• _WHAT IS REQUIRED_:
Return each line below holding the string "info".

• _RECORD EXCERPTS_:
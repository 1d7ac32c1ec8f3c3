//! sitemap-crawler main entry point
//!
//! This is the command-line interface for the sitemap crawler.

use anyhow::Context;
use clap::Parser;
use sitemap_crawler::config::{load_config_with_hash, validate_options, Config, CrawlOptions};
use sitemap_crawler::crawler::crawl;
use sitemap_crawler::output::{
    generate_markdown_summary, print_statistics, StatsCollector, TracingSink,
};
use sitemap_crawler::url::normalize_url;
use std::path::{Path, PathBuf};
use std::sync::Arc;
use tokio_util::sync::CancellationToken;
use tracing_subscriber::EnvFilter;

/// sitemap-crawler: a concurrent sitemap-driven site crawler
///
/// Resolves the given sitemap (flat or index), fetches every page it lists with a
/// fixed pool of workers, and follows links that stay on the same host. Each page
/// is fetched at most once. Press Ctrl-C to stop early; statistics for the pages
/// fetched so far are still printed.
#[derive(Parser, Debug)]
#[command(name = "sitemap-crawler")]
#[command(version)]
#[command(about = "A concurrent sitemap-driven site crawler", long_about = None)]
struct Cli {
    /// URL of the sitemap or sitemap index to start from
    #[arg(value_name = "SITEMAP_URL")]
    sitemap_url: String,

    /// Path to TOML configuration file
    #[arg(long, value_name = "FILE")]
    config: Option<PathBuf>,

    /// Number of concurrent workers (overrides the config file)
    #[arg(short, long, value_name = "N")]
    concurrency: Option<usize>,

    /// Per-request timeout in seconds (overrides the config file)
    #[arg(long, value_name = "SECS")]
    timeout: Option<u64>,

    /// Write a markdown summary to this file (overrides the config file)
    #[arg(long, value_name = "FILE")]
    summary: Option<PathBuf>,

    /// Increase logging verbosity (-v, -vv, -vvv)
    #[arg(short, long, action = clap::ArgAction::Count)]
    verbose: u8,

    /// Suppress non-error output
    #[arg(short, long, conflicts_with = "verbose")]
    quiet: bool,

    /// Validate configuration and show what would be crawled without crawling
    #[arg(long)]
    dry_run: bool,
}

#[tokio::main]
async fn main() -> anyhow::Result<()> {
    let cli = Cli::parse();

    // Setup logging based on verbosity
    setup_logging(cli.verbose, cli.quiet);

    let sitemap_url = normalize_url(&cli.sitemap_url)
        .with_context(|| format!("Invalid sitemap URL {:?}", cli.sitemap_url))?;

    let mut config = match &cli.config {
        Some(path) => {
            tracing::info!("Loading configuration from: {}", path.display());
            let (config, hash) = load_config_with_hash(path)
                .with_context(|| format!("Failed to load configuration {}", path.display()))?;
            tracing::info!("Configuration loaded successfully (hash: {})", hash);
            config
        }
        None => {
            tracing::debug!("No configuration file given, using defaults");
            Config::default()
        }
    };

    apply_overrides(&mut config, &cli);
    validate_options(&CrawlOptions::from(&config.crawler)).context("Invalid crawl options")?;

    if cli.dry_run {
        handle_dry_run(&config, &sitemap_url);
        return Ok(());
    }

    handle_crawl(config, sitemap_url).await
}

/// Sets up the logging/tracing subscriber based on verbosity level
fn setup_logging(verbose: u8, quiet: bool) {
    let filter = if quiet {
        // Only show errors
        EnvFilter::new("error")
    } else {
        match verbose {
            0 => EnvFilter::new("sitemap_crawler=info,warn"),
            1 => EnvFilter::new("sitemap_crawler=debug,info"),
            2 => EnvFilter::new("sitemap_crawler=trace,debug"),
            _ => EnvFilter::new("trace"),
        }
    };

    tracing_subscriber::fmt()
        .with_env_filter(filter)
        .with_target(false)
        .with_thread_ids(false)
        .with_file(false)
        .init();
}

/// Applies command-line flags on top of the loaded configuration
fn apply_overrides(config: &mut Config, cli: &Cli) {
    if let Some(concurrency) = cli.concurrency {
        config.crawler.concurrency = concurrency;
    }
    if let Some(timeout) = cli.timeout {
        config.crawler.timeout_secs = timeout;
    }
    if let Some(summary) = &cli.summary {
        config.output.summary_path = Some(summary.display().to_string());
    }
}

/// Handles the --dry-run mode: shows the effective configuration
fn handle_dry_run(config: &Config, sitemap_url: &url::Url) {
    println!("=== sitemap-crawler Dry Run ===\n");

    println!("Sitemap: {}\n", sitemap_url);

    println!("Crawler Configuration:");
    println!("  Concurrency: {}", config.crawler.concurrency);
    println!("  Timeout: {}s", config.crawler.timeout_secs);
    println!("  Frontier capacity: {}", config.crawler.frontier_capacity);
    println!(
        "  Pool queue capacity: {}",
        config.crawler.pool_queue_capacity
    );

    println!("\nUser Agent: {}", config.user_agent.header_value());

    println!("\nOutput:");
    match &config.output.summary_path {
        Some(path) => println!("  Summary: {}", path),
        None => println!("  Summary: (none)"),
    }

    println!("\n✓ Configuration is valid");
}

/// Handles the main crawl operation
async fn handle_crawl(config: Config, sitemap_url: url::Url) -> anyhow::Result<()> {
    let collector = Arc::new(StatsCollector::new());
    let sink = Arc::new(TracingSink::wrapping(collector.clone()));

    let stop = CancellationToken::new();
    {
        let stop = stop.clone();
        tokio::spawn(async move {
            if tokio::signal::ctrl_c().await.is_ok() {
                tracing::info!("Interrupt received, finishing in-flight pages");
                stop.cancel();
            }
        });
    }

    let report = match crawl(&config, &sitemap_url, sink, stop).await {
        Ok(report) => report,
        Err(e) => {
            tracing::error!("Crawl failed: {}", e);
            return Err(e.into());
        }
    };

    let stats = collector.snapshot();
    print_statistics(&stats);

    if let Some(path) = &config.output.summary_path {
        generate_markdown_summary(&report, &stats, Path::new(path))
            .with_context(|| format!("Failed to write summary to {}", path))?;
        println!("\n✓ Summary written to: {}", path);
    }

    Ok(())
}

• _RESPONSE BOX_:
            tracing::info!("Loading configuration from: {}", path.display());
            tracing::info!("Configuration loaded successfully (hash: {})", hash);
            0 => EnvFilter::new("sitemap_crawler=info,warn"),
            1 => EnvFilter::new("sitemap_crawler=debug,info"),
                tracing::info!("Interrupt received, finishing in-flight pages");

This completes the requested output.